Researchers from Indiana University observed rotations of therapeutic nanoparticles to understand their cellular binding
A team of researchers from Indiana University found that drug-delivering nanoparticles attach to their targets in different patterns that are based upon their position of rendezvous. According to the researchers, the findings are significant since the movement of therapeutic particles while binding to receptor locations on human cells can help to determine the efficacy of drug treatments. The effectiveness of immunotherapy also relies partially on the ability to modify the strength of cellular bonds. The research was published in the journal ACS Nano on November 13, 2018.
The team introduced two nanoparticles that were dyed green and red respectively. The nanoparticles paired together to form a single imaging marker that was visible under a fluorescence microscope. This probing nanoparticles were later camouflaged with a cell membrane coating that was extracted from a T lymphocyte. The two colors enabled simultaneous observation of rotational motion of circling in place and translational motion of movement across physical space of the particle prior to attaching to the cell. The researchers observed that the particles initially showed random rotation, which was followed with rocking motion and a circling motion. The particles settled in a confined circling motion. According to Yan Yu, an assistant professor in the IU Bloomington College of Arts and Sciences’ Department of Chemistry, who led the study, the observation of such wide range of rotational motion along with the transition from one form to another at different points in time are pioneering findings.
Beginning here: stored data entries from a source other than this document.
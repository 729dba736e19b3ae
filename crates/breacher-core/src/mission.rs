//! Mission contracts: the input that describes a battle and the output
//! report handed back when it ends.
//!
//! Both sides of the contract are plain serde data so a campaign layer
//! (or a test) can round-trip them through JSON.

use serde::{Deserialize, Serialize};

use crate::enums::{BattlePhase, CrewStatus, EnemyArchetype, Injury, MissionOutcome, ObjectiveStatus};
use crate::types::{GridPos, Rgb};

/// Character-grid map description.
///
/// One string per row; every row is padded to the widest row (or the
/// explicit width) with void. Legend:
///
/// ```text
/// .  floor          #  wall          (space) void
/// E  entry zone     D  door (closed) L  door (locked)
/// T  terminal       X  hazard (armed)
/// -  low cover      =  half cover    +  high cover
/// ```
#[derive(Debug, Clone, Default, PartialEq, Serialize, Deserialize)]
pub struct MapTemplate {
    pub rows: Vec<String>,
    /// Explicit width; rows longer than it are an error.
    #[serde(default)]
    pub width: Option<u32>,
    /// Explicit height; more rows than it is an error.
    #[serde(default)]
    pub height: Option<u32>,
}

/// One crew member sent into the mission.
#[derive(Debug, Clone, PartialEq, Serialize, Deserialize)]
pub struct CrewDeployment {
    pub callsign: String,
    pub hp: i32,
    pub armor: i32,
    /// Movement speed in tiles per second.
    pub move_speed: f64,
    /// Flat accuracy bonus added to the weapon's base.
    pub accuracy_bonus: f64,
    /// Sight radius in tiles.
    pub vision_radius: f64,
    /// Weapon id from the catalog.
    pub weapon: String,
    /// Spare rounds beyond the loaded magazine.
    pub reserve_ammo: u32,
    /// Explicit spawn tile; defaults to the next free entry zone tile.
    #[serde(default)]
    pub spawn: Option<GridPos>,
    #[serde(default)]
    pub tint: Rgb,
}

/// One enemy placed by the mission.
#[derive(Debug, Clone, PartialEq, Serialize, Deserialize)]
pub struct EnemySpawn {
    pub archetype: EnemyArchetype,
    pub spawn: GridPos,
    /// Marks this enemy for EliminateTarget objectives.
    #[serde(default)]
    pub tag: Option<String>,
    /// Wave this enemy arrives with. Wave 0 spawns at setup.
    #[serde(default)]
    pub wave: u32,
}

/// Timing rule for one reinforcement wave.
#[derive(Debug, Clone, PartialEq, Serialize, Deserialize)]
pub struct WaveRule {
    pub wave: u32,
    /// Earliest battle phase the wave may arrive in.
    pub phase: BattlePhase,
    /// Ticks after entering that phase before the wave is due.
    pub delay_ticks: u64,
}

/// What the crew must accomplish.
#[derive(Debug, Clone, PartialEq, Serialize, Deserialize)]
#[serde(tag = "kind")]
pub enum ObjectiveKind {
    /// Kill every enemy, including unspawned waves.
    EliminateAll,
    /// Kill every enemy carrying a tag.
    EliminateTarget { tag: String },
    /// Put a living crew member on one of these tiles.
    ReachZone { tiles: Vec<GridPos> },
    /// Keep at least one crew member alive this long.
    SurviveTicks { ticks: u64 },
    /// Hack this many terminals.
    HackTerminals { count: u32 },
}

/// One mission objective. Victory requires every primary complete.
#[derive(Debug, Clone, PartialEq, Serialize, Deserialize)]
pub struct ObjectiveSpec {
    #[serde(flatten)]
    pub kind: ObjectiveKind,
    pub primary: bool,
}

/// Complete description of one battle.
#[derive(Debug, Clone, PartialEq, Serialize, Deserialize)]
pub struct MissionSpec {
    pub name: String,
    pub map: MapTemplate,
    pub crew: Vec<CrewDeployment>,
    #[serde(default)]
    pub enemies: Vec<EnemySpawn>,
    #[serde(default)]
    pub waves: Vec<WaveRule>,
    #[serde(default)]
    pub objectives: Vec<ObjectiveSpec>,
    /// Seed for the battle's RNG stream.
    pub seed: u64,
    /// Free-form labels passed through to the output.
    #[serde(default)]
    pub tags: Vec<String>,
}

/// Post-mission report for one crew member.
#[derive(Debug, Clone, PartialEq, Serialize, Deserialize)]
pub struct CrewReport {
    pub callsign: String,
    pub status: CrewStatus,
    pub hp: i32,
    pub max_hp: i32,
    pub kills: u32,
    pub shots_fired: u32,
    pub shots_hit: u32,
    pub damage_dealt: u32,
    pub damage_taken: u32,
    pub ammo_used: u32,
    pub ammo_remaining: u32,
    pub xp: u32,
    pub injuries: Vec<Injury>,
}

/// Final state of one objective.
#[derive(Debug, Clone, PartialEq, Serialize, Deserialize)]
pub struct ObjectiveReport {
    #[serde(flatten)]
    pub kind: ObjectiveKind,
    pub primary: bool,
    pub status: ObjectiveStatus,
}

/// Aggregate battle statistics.
#[derive(Debug, Clone, Default, PartialEq, Serialize, Deserialize)]
pub struct MissionStats {
    pub enemies_killed: u32,
    pub enemies_remaining: u32,
    pub alarm_triggered: bool,
    pub ticks: u64,
    pub duration_secs: f64,
}

/// Everything handed back to the campaign layer when a mission ends.
#[derive(Debug, Clone, PartialEq, Serialize, Deserialize)]
pub struct MissionOutput {
    pub mission: String,
    pub outcome: MissionOutcome,
    pub crew: Vec<CrewReport>,
    pub objectives: Vec<ObjectiveReport>,
    pub stats: MissionStats,
    /// Recovered salvage; filled in by the campaign layer.
    pub loot: Vec<String>,
    /// Persistent world changes; filled in by the campaign layer.
    pub world_deltas: Vec<String>,
}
Furthermore, the team was able to start connecting these different motions to different bond strengths. The synthetic particles were camouflaged with cell membranes as the immune system does not eliminate these particles as foreign objects in the same manner as conventional synthetic particles. Moreover, the use of the body’s own cell membranes states that it is not required to design complicated surface features that bind to specific cells as these features are readily present in the existing membranes. The team is focused on monitoring the waltzing of camouflaged T lymphocytes that is expected to help understand their targeted-binding to tumor cells.